**BRIEF:**
Only the lines with "violation" in the entries below belong in the answer; please copy them.

**DATASET EXTRACT:**
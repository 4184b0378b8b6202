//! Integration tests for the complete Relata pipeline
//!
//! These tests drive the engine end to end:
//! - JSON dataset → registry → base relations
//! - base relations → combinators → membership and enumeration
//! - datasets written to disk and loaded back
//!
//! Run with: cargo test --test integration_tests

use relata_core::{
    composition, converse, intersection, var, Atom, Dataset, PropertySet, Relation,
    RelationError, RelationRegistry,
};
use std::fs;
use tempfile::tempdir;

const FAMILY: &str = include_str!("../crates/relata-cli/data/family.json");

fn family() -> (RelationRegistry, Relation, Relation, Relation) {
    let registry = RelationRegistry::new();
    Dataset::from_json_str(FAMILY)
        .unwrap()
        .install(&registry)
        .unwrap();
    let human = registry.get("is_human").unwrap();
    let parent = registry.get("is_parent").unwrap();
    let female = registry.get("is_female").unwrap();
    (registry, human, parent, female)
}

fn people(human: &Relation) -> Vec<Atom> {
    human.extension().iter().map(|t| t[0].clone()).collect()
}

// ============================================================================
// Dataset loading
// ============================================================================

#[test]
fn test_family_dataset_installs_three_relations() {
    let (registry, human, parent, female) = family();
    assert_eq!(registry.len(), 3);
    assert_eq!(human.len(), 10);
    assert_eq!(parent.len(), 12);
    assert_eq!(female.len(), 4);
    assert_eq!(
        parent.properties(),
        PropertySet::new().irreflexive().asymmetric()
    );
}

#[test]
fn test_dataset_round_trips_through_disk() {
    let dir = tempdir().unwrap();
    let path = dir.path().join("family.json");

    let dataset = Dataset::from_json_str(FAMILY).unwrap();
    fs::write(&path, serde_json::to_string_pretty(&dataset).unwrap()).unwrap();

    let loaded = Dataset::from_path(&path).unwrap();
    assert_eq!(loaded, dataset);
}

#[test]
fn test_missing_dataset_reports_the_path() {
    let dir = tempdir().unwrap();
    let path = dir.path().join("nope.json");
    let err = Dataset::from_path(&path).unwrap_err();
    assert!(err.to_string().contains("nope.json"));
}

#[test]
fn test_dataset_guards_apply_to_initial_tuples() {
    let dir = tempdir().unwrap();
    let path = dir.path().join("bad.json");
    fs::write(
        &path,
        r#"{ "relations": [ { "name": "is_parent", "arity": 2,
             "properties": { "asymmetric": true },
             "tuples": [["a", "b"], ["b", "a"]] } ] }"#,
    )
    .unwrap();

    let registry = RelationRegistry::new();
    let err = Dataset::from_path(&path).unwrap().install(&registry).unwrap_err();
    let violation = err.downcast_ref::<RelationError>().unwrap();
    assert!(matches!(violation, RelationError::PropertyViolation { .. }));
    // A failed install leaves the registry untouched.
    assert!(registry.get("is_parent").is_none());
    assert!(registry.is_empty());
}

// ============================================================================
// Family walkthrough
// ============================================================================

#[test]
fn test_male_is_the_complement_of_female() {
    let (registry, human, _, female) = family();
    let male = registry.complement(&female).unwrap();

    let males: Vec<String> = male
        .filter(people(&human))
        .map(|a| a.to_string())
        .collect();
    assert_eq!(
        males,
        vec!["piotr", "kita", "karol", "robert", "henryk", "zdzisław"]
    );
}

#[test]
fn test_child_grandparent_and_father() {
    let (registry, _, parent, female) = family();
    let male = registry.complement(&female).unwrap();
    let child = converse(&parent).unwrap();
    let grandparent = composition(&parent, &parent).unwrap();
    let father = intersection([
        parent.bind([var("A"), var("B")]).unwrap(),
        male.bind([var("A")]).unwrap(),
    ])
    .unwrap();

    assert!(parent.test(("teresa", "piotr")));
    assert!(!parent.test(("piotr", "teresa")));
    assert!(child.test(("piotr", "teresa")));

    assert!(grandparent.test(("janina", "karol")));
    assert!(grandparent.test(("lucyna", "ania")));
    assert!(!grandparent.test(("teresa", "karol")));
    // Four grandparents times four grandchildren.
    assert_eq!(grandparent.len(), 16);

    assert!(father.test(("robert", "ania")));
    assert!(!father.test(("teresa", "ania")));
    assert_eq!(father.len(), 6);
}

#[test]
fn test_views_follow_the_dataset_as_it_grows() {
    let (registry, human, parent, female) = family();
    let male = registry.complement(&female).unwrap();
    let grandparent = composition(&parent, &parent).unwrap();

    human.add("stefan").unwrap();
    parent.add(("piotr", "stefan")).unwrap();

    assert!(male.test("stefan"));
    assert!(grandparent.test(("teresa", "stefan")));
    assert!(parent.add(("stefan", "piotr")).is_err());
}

---

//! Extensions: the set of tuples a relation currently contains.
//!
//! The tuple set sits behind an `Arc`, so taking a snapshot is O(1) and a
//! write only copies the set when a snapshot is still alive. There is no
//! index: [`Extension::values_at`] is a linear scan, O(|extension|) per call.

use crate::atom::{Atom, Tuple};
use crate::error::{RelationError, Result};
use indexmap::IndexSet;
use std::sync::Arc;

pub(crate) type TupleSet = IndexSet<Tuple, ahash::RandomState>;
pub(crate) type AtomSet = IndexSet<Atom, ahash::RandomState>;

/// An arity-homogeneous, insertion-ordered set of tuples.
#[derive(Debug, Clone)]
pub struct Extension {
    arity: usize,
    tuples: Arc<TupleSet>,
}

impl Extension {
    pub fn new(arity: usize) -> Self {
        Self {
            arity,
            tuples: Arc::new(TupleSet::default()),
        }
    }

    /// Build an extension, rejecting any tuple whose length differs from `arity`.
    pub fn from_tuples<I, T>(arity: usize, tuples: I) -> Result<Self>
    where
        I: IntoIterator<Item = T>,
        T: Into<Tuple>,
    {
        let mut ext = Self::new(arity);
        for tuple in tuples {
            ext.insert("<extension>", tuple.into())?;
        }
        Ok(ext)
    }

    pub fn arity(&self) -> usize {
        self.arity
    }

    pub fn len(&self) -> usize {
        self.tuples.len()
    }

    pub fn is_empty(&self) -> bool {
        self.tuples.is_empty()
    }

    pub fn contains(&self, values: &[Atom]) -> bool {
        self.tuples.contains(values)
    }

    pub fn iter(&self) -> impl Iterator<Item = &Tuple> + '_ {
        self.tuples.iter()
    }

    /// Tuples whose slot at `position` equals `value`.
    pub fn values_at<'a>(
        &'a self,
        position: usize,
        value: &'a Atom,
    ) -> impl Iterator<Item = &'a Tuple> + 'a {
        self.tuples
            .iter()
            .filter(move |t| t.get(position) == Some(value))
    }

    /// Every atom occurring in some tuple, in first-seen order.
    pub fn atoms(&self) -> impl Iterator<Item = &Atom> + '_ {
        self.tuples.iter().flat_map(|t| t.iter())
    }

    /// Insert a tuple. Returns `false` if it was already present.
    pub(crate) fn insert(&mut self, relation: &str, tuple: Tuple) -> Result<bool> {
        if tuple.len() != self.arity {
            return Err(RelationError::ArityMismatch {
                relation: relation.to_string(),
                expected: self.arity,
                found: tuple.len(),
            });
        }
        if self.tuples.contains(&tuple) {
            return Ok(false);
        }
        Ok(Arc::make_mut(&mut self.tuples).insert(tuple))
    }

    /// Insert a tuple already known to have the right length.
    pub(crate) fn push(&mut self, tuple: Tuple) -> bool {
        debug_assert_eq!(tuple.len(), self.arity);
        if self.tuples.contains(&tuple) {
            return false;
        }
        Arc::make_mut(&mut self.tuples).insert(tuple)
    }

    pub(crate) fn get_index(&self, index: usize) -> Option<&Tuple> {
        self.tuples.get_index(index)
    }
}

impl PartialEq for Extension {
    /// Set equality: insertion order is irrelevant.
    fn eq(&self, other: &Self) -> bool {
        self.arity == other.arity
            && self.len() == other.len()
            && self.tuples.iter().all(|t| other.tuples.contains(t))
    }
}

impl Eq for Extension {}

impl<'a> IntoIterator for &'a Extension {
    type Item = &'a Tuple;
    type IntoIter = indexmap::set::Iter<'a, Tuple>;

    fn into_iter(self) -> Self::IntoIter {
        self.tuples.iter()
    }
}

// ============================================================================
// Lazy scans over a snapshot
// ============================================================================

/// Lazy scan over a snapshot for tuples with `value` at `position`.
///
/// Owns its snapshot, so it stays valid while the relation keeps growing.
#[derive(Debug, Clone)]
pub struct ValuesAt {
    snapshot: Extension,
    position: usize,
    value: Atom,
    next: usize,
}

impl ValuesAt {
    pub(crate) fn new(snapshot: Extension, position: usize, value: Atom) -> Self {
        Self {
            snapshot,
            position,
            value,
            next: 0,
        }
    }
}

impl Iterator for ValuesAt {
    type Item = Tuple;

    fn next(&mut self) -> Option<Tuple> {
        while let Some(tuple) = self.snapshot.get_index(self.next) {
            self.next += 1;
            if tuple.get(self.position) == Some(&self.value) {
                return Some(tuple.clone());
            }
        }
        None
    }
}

---

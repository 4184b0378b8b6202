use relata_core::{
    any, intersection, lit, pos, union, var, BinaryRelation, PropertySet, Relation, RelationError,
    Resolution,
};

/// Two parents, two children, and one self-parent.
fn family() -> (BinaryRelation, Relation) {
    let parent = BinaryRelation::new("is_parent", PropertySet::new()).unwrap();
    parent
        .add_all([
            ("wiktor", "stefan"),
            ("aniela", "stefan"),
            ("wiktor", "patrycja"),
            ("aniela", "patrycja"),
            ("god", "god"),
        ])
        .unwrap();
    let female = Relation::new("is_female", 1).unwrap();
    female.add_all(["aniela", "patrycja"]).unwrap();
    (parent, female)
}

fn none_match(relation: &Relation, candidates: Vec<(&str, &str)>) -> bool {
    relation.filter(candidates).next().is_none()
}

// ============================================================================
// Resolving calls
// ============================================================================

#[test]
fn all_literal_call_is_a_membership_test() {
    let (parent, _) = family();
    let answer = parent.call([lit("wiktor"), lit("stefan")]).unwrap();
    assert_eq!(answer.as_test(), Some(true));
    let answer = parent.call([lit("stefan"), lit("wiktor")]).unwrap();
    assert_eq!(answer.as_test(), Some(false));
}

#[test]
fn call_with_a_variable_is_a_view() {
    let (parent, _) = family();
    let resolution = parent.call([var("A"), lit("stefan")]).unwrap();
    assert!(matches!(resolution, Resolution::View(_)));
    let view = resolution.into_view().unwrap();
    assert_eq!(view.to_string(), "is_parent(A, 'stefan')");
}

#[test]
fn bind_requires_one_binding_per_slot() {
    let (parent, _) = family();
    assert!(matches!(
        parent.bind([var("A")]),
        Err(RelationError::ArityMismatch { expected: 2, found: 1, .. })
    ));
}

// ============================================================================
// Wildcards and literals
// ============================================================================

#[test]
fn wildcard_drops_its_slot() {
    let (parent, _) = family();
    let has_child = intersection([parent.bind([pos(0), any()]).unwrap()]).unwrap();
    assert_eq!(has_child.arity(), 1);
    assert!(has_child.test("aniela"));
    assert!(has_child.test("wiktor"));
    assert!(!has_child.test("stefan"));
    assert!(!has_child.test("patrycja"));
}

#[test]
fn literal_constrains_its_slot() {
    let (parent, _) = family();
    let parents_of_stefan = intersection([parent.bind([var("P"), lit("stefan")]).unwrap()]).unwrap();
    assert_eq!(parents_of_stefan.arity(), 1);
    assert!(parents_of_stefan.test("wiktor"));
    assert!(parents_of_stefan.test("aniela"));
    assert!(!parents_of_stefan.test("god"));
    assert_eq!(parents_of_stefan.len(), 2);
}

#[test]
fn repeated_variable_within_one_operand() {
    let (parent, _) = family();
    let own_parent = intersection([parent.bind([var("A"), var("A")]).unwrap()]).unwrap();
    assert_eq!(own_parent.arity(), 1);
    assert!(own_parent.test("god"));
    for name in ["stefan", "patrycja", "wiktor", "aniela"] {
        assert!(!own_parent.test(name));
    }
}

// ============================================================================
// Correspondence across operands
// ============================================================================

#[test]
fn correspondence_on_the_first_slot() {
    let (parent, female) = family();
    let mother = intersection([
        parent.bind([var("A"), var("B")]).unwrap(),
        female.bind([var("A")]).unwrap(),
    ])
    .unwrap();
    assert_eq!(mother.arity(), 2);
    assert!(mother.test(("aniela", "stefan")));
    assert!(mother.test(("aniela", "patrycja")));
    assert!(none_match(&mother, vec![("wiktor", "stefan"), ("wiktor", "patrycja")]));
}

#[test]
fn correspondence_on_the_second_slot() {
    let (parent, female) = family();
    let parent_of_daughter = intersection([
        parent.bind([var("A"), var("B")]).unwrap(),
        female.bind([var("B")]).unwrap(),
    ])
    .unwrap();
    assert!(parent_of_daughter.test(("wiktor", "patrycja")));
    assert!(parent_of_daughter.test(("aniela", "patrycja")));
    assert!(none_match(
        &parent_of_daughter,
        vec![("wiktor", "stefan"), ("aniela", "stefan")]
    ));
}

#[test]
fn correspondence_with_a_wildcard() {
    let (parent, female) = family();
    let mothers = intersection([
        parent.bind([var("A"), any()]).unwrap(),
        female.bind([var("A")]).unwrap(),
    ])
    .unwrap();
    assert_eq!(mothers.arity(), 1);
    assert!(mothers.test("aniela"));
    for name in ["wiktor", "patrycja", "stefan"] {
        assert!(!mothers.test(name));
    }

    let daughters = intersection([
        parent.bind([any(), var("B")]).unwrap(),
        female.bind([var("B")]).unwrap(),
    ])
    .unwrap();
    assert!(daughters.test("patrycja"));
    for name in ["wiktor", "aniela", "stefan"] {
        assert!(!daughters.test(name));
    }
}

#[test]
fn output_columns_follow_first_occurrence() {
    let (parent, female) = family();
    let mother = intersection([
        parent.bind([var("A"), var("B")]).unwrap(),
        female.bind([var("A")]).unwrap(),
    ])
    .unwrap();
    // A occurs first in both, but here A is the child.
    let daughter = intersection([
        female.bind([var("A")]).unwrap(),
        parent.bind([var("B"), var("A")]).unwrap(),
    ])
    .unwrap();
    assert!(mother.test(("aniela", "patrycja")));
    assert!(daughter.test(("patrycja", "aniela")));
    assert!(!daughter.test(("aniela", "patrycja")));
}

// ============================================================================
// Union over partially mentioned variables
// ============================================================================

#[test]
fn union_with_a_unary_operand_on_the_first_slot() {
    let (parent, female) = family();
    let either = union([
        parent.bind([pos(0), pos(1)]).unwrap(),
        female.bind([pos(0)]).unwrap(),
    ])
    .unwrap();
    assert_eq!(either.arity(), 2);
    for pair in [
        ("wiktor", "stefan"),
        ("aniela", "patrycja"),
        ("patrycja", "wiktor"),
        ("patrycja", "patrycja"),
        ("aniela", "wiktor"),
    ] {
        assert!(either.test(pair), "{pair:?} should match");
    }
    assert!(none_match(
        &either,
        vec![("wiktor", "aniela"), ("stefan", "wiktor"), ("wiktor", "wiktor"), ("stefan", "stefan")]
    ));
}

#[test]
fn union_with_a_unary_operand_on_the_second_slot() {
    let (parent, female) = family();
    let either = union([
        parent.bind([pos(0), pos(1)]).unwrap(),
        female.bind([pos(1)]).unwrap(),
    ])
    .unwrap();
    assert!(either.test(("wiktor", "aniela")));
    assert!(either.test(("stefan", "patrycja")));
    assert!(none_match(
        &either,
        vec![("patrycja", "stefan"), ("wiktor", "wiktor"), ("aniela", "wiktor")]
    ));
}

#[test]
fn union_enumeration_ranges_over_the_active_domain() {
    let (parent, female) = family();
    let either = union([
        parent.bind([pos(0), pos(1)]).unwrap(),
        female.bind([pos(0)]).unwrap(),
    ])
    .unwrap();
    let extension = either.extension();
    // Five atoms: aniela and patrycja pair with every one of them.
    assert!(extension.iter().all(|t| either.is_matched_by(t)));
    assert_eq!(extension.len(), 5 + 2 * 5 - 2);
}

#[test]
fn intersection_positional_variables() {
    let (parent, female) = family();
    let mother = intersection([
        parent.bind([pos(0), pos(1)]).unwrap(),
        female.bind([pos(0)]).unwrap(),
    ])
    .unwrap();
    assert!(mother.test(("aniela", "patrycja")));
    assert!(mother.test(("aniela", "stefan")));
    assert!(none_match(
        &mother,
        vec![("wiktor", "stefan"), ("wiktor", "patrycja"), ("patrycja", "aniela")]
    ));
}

**RESULT BELOW:**
    let violation = err.downcast_ref::<RelationError>().unwrap();
    assert!(matches!(violation, RelationError::PropertyViolation { .. }));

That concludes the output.